Police promise to enforce Boston’s street drink rules despite cuts

Chief Constable Neil Rhodes and Alan Hardwick. 255D ENGEMN00120130815135604 ENGEMN00120130815135604
Chief Constable Neil Rhodes and Alan Hardwick. 255D ENGEMN00120130815135604 ENGEMN00120130815135604

Police bosses have vowed they will have the manpower to enforce Boston’s new street drinking ban, despite another big cut to funding.

The Government hit Lincolnshire Police with another £3m cut to its funding this month, despite pleas from the Chief Constable to spare the force from a reduction.

Boston borough councillors have this month agreed to pass a ban on street drinking from January 12 next year.

Earlier this month we reported how some councillors are worried that police cuts will stop the ban from being enforced.

Insp Jim Manning, of Boston Police, said: “Whilst there is uncertainty in the longer-term about the impact budget cuts may have on the force, Boston continues to benefit from effective, quality policing and our commitment to enforcing the drinking ban is resolute.”

Lincolnshire’s Police and Crime Commissioner Alan Hardwick has pledged there will be no cuts in frontline officers next year despite the cut in funding.

However, Mr Hardwick admitted council taxpayers could be left to foot the bill for plugging the deficit.

He dismissed speculation the number of officers would be reduced to balance the books but warned that may have to happen in 2016 if further cuts come.

The Government grant for policing across the county was expected to be £62.2 million but the figure announced last week was £59 million.

Mr Hardwick said: “We were preparing for the worst case scenario but this is more than we expected.

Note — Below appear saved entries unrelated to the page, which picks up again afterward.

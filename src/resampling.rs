use std::cmp::Ordering;
use std::collections::HashMap;
use std::sync::atomic::{AtomicUsize, Ordering as AtomicOrdering};

use log::debug;
use rayon::prelude::*;

use crate::data::osm::{Coord, NodeId};
use crate::data::topology::{ResampledPoint, Segment};
use crate::errors::{Error, Result};

const COMPONENT: &str = "resample_points";

fn check_epsilon(epsilon: f64) -> Result<()> {
    if epsilon.is_finite() && epsilon > 0.0 {
        Ok(())
    } else {
        Err(Error::in_component(COMPONENT, format!("epsilon must be a positive finite number, got {epsilon}")))
    }
}

fn over_budget(segment: &Segment, max_points: usize) -> Error {
    Error::in_component(COMPONENT, format!("segment {} pushes the output past max_points ({max_points})", segment.id))
}

/// Spaces one segment, failing as soon as it would yield more than `limit` points.
fn space_segment(
    segment: &Segment,
    coordinates: &HashMap<NodeId, Coord>,
    epsilon: f64,
    limit: usize,
    max_points: usize,
) -> Result<Vec<Coord>> {
    let lookup = |node: &NodeId| {
        coordinates.get(node).copied().ok_or_else(|| {
            Error::in_component(COMPONENT, format!("segment {} references node {node} which has no coordinate", segment.id))
        })
    };

    let mut nodes = segment.nodes.iter();
    let Some(first) = nodes.next() else {
        return Ok(Vec::new());
    };
    if limit == 0 {
        return Err(over_budget(segment, max_points));
    }
    let mut prev = lookup(first)?;
    let mut points = vec![prev];

    for node in nodes {
        let coord = lookup(node)?;
        let d = prev.distance(&coord);

        // Short hops, zero-length hops and NaN coordinates pass through untouched.
        if matches!(d.partial_cmp(&epsilon), Some(Ordering::Less) | None) {
            if points.len() == limit {
                return Err(over_budget(segment, max_points));
            }
            points.push(coord);
            prev = coord;
            continue;
        }
        if d.is_infinite() {
            return Err(Error::in_component(
                COMPONENT,
                format!("segment {} has an infinitely long step towards node {node}", segment.id),
            ));
        }

        let steps = (d / epsilon).floor() as usize;
        if steps > limit.saturating_sub(points.len()) {
            return Err(over_budget(segment, max_points));
        }
        let direction = Coord::new((coord.x - prev.x) / d, (coord.y - prev.y) / d);
        points.extend((1..=steps).map(|k| prev.offset(&direction, epsilon * k as f64)));

        // the next step starts from the real node, not from the last synthetic point
        prev = coord;
    }
    Ok(points)
}

/// Resamples one segment so that consecutive points are `epsilon` apart along it.
///
/// The first node is always emitted. A node closer than `epsilon` to the previous
/// reference is emitted as is. A farther node is replaced by `floor(d / epsilon)`
/// points stepping towards it from the reference, which lands exactly on the node
/// when `d` is a multiple of `epsilon` and otherwise drops the shorter remainder.
/// Either way the node becomes the reference for the next step.
pub fn evenly_space_one_segment(
    segment: &Segment,
    coordinates: &HashMap<NodeId, Coord>,
    epsilon: f64,
) -> Result<Vec<Coord>> {
    check_epsilon(epsilon)?;
    space_segment(segment, coordinates, epsilon, usize::MAX, usize::MAX)
}

/// Resamples every segment and concatenates the points in segment order, each point
/// tagged with its segment id.
///
/// Segments are processed in parallel against a shared running total. With
/// `max_points` set, the first segment seen to push that total past the bound fails
/// the run, and segments not yet started are skipped.
pub fn evenly_space_segments(
    segments: &[Segment],
    coordinates: &HashMap<NodeId, Coord>,
    epsilon: f64,
    max_points: Option<usize>,
) -> Result<Vec<ResampledPoint>> {
    check_epsilon(epsilon)?;
    let budget = max_points.unwrap_or(usize::MAX);
    let produced = AtomicUsize::new(0);

    let spaced = segments.par_iter()
        .map(|segment| {
            let remaining = budget.saturating_sub(produced.load(AtomicOrdering::Relaxed));
            let coords = space_segment(segment, coordinates, epsilon, remaining, budget)?;
            let total = produced.fetch_add(coords.len(), AtomicOrdering::Relaxed).saturating_add(coords.len());
            if total > budget {
                return Err(over_budget(segment, budget));
            }
            Ok(coords)
        })
        .collect::<Result<Vec<_>>>()?;

    let total = produced.into_inner();
    let mut points = Vec::with_capacity(total);
    for (segment, coords) in segments.iter().zip(spaced) {
        points.extend(coords.into_iter().map(|coord| ResampledPoint::new(coord, segment.id)));
    }
    debug!(segments = segments.len(), points = points.len(); "Resampled segments");
    Ok(points)
}
use std::collections::HashMap;

use self::osm::{Coord, NodeId, Way};

pub mod osm;
pub mod topology;

/// Road network as read from the .osm file. Only ways of an accepted highway class are
/// kept, in document order, together with the coordinates of the nodes they reference.
#[derive(rkyv::Archive, rkyv::Deserialize, rkyv::Serialize, Debug, Default, Clone, PartialEq)]
pub struct RoadNetwork {
    pub coordinates: HashMap<NodeId, Coord>,
    pub ways: Vec<Way>,
}
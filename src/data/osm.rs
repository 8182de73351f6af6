pub type NodeId = u64;
pub type WayId = u64;

/// Planar position of a node. Longitude maps to `x`, latitude to `y`; distances
/// are plain euclidean in degrees.
#[derive(rkyv::Archive, rkyv::Deserialize, rkyv::Serialize, Debug, Default, Clone, Copy, PartialEq)]
pub struct Coord {
    pub x: f64,
    pub y: f64,
}

impl Coord {
    pub fn new(x: f64, y: f64) -> Self {
        Coord { x, y }
    }

    pub fn distance(&self, other: &Coord) -> f64 {
        let dx = other.x - self.x;
        let dy = other.y - self.y;
        (dx * dx + dy * dy).sqrt()
    }

    /// Point `distance` away from `self` along the unit vector `direction`.
    pub fn offset(&self, direction: &Coord, distance: f64) -> Coord {
        Coord {
            x: self.x + direction.x * distance,
            y: self.y + direction.y * distance,
        }
    }
}

#[derive(rkyv::Archive, rkyv::Deserialize, rkyv::Serialize, Debug, Default, Clone, PartialEq)]
pub struct Way {
    pub id: WayId,
    pub nodes: Vec<NodeId>,
}
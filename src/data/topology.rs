use std::collections::HashMap;

use super::osm::{Coord, NodeId, WayId};

pub type SegmentId = u64;

/// Node id to the ways referencing it, in scan order. A way visiting a node twice
/// is listed twice.
pub type InvertedWayIndex = HashMap<NodeId, Vec<WayId>>;

/// Node id to the segments containing it, in segment id order.
pub type InvertedSegmentIndex = HashMap<NodeId, Vec<SegmentId>>;

/// Maximal run of a way with no crossing strictly inside it.
#[derive(rkyv::Archive, rkyv::Deserialize, rkyv::Serialize, Debug, Default, Clone, PartialEq)]
pub struct Segment {
    pub id: SegmentId,
    pub nodes: Vec<NodeId>,
}

/// Output of segmentation. `segments[i].id == i` for every segment.
#[derive(rkyv::Archive, rkyv::Deserialize, rkyv::Serialize, Debug, Default, Clone, PartialEq)]
pub struct SegmentedNetwork {
    pub coordinates: HashMap<NodeId, Coord>,
    pub segments: Vec<Segment>,
    pub node_segments: InvertedSegmentIndex,
}

#[derive(rkyv::Archive, rkyv::Deserialize, rkyv::Serialize, Debug, Default, Clone, Copy, PartialEq)]
pub struct ResampledPoint {
    pub x: f64,
    pub y: f64,
    pub segment_id: SegmentId,
}

impl ResampledPoint {
    pub fn new(coord: Coord, segment_id: SegmentId) -> Self {
        ResampledPoint {
            x: coord.x,
            y: coord.y,
            segment_id,
        }
    }

    pub fn coord(&self) -> Coord {
        Coord::new(self.x, self.y)
    }
}
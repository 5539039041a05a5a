//! Regeneration Generation dashboard
//!
//! Serves the campaign page, the estimator API behind its sliders, and the
//! campaign's static assets.

pub mod catalogue;
pub mod cli;
pub mod config;
pub mod dashboard_impl;
pub mod error;
pub mod services;
pub mod state;
pub mod traits;
pub mod types;
pub mod web;

// Re-export main types
pub use config::DashboardConfig;
pub use dashboard_impl::Dashboard;
pub use error::{DashboardError, DashboardResult};
pub use state::DashboardState;
pub use types::*;

pub use services::RealAssetStore;
pub use traits::{AssetResponse, AssetStore};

It makes it more difficult to maintain the current level of service.

“The thin blue line is getting thinner but I am very hopeful that there will not be any cuts next year.

“But I cannot make a longer-term commitment. There are no guarantees at all.

“Obviously, if we had to lose 200-plus officers (in future) then that would have an affect on the service we provide.”

Mr Hardwick described an increase in council tax bills as ‘unfortunate but necessary’.

He added: “We are being penalised because we are a successful force.

“We have been praised by the Prime Minister, the Home Secretary and HM’s Inspector. You can’t get higher praise than that.

“We have made cuts and we have shown that we can still be a very effective and efficient force.

“Other forces haven’t got out of the starting blocks yet in terms of making cuts. That’s why we are being penalised for being successful.

“We need a level playing field in terms of funding. That is simply not happening. It is grossly unfair.”

Mr Hardwick revealed Home Secretary Theresa May had promised to visit Lincolnshire in the New Year to discuss funding.

Both he and Chief Constable Neil Rhodes have written to the Government, warning further cuts could make policing the county ‘unsustainable’.

It is understood council tax bills could rise around £4 next year to pay for policing, it is understood. However, there could be also increases in portions paid to the county council and parish councils.